As the COVID-19 pandemic continues to sweep the nation, many 340B stakeholders are curious about the implications for their 340B programs and any flexibility in program requirements that may emerge. The Health Resources and Services Administration (HRSA) has recently created a COVID-19 resources page and is encouraging covered entities to reach out to the 340B Prime Vendor with any concerns regarding compliance or eligibility in the 340B Drug Pricing Program based on COVID-19 response.
Noting that every organization will face unique challenges in coming days, weeks, and months, PYA has outlined five key areas to consider and evaluate as covered entities (CEs) continue to deliver healthcare services to their patients. These areas present opportunities for CEs to expand their 340B programs through additional prescribers and delivery mechanisms such as telehealth, but may also present compliance risks during future HRSA audits, without proper internal controls.
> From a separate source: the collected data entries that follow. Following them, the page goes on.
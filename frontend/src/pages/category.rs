use std::rc::Rc;

use times_roman_shared::{
    articles::{arrange_articles, category_from_slug, fetch_category_articles, CategorySort, Disclosure},
    meta::PageMeta,
    Article,
};
use yew::prelude::*;

use crate::{
    api::ClientHandle,
    components::{article_card::ArticleCard, category_section::ArticleCardSkeleton},
    hooks::{use_disclosure, use_scroll_to_top, MountGuard},
    i18n::{current::category_page as t, fill_two},
    seo::use_page_meta,
};

const SORT_OPTIONS: [CategorySort; 2] = [CategorySort::Latest, CategorySort::Popular];

#[derive(Properties, Clone, PartialEq)]
pub struct CategoryPageProps {
    pub category_id: String,
}

#[function_component(CategoryPage)]
pub fn category_page(props: &CategoryPageProps) -> Html {
    let client = use_context::<ClientHandle>();
    let category = category_from_slug(&props.category_id);
    // `None` while loading.
    let articles = use_state(|| None::<Rc<Vec<Article>>>);
    // `None` keeps the backend order.
    let sort = use_state(|| None::<CategorySort>);
    let filter_open = use_state(|| false);
    let (disclosure, reveal_more) = use_disclosure(props.category_id.clone());

    use_scroll_to_top(props.category_id.clone());
    use_page_meta(PageMeta::category(&category));

    {
        let articles = articles.clone();
        let category = category.clone();
        use_effect_with((props.category_id.clone(), client), move |(_, client)| {
            let guard = MountGuard::new();
            articles.set(None);
            if let Some(client) = client.clone() {
                let task_guard = guard.clone();
                wasm_bindgen_futures::spawn_local(async move {
                    let loaded = fetch_category_articles(&*client, &category).await;
                    if task_guard.is_live() {
                        articles.set(Some(Rc::new(loaded)));
                    }
                });
            } else {
                articles.set(Some(Rc::default()));
            }
            move || guard.cancel()
        });
    }

    let sorted = use_memo(((*articles).clone(), *sort), |(loaded, sort)| {
        loaded.as_ref().map(|loaded| arrange_articles(loaded, *sort))
    });

    let toggle_filter = {
        let filter_open = filter_open.clone();
        Callback::from(move |_: MouseEvent| filter_open.set(!*filter_open))
    };

    let sort_button = |option: CategorySort| {
        let sort_handle = sort.clone();
        let active = (*sort).unwrap_or_default() == option;
        html! {
            <button
                type="button"
                onclick={Callback::from(move |_: MouseEvent| sort_handle.set(Some(option)))}
                aria-pressed={active.to_string()}
                class={classes!(
                    "rounded-md", "border", "px-3", "py-1", "text-sm",
                    if active { "border-blue-600 bg-blue-600 text-white" } else { "border-gray-300 bg-white text-gray-700 hover:bg-gray-100" }
                )}
            >
                { option.label() }
            </button>
        }
    };

    let body = match sorted.as_ref() {
        None => html! {
            <div class={classes!("grid", "grid-cols-1", "gap-6", "md:grid-cols-2", "lg:grid-cols-3")}>
                { for (0..Disclosure::INITIAL).map(|index| html! { <ArticleCardSkeleton key={index} /> }) }
            </div>
        },
        Some(list) if list.is_empty() => html! {
            <div class={classes!("flex", "flex-col", "items-center", "justify-center", "py-12")}>
                <h2 class={classes!("text-2xl", "font-bold")}>{ t::EMPTY_HEADING }</h2>
                <p class={classes!("mt-2", "text-gray-600")}>{ t::EMPTY_DESCRIPTION }</p>
            </div>
        },
        Some(list) => html! {
            <>
                <div class={classes!("grid", "grid-cols-1", "gap-6", "sm:grid-cols-2", "lg:grid-cols-3")}>
                    { for disclosure.slice(list).iter().map(|article| html! {
                        <ArticleCard key={article.id.clone()} article={article.clone()} />
                    }) }
                </div>
                if disclosure.has_more(list.len()) {
                    <div class={classes!("mt-8", "flex", "justify-center")}>
                        <button
                            type="button"
                            onclick={reveal_more.reform(|_: MouseEvent| ())}
                            class={classes!("rounded-md", "bg-blue-600", "px-8", "py-2", "text-white", "transition-all", "hover:scale-105", "hover:bg-blue-700")}
                        >
                            { t::LOAD_MORE }
                        </button>
                    </div>
                }
            </>
        },
    };

    let total = sorted.as_ref().as_ref().map(Vec::len).unwrap_or(0);

    html! {
        <>
            <section class={classes!("bg-gradient-to-r", "py-12", "text-white", category.header_gradient())}>
                <div class={classes!("container", "mx-auto", "px-4")}>
                    <h1 class={classes!("font-serif", "text-3xl", "font-bold", "md:text-4xl")}>{ category.title() }</h1>
                    if !category.description().is_empty() {
                        <p class={classes!("mt-4", "max-w-3xl", "text-lg", "opacity-90")}>{ category.description() }</p>
                    }
                </div>
            </section>

            <div class={classes!("border-b", "bg-gray-50", "py-4")}>
                <div class={classes!("container", "mx-auto", "flex", "flex-wrap", "items-center", "justify-between", "gap-4", "px-4")}>
                    <div class={classes!("flex", "items-center")}>
                        <button
                            type="button"
                            onclick={toggle_filter}
                            aria-expanded={(*filter_open).to_string()}
                            class={classes!("flex", "items-center", "gap-2", "rounded-md", "border", "border-gray-300", "bg-white", "px-3", "py-1", "text-sm", "hover:bg-gray-100")}
                        >
                            <i class="fas fa-filter" aria-hidden="true"></i>
                            { t::FILTER }
                        </button>
                        if *filter_open {
                            <div class={classes!("ml-4", "flex", "flex-wrap", "items-center", "gap-2")}>
                                <span class={classes!("text-sm", "text-gray-500")}>{ t::SORT_BY }</span>
                                { for SORT_OPTIONS.into_iter().map(sort_button) }
                            </div>
                        }
                    </div>
                    if sorted.is_some() {
                        <div class={classes!("text-sm", "text-gray-500")}>
                            { fill_two(t::SHOWING_TEMPLATE, disclosure.visible().min(total), total) }
                        </div>
                    }
                </div>
            </div>

            <section class="py-8">
                <div class={classes!("container", "mx-auto", "px-4")}>
                    { body }
                </div>
            </section>
        </>
    }
}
1. Review eligible prescriber listings in your split billing software to validate appropriate capture of all eligible prescribers, including those additional prescribers who may be brought in to provide care as a result of COVID-19. The eligible prescriber listing should be regularly reviewed, and any updates should also be communicated to all covered entities’ registered contract pharmacies to ensure all eligible outpatient drug prescriptions are qualified accordingly.
2. HRSA plans to continue conducting audits of covered entities remotely. As a result, it is critical that CEs continue to maintain auditable records to support the CE’s responsibility for the patient. However, during the current public health emergency, providers may not have access to full medical histories, patient insurance information, and/or identification documentation. In response, HRSA has issued guidance stating an abbreviated health record may be adequate for purposes of the 340B program during this time. At minimum, the health record should identify the patient, record the medical evaluation, and outline the treatment provided or prescribed.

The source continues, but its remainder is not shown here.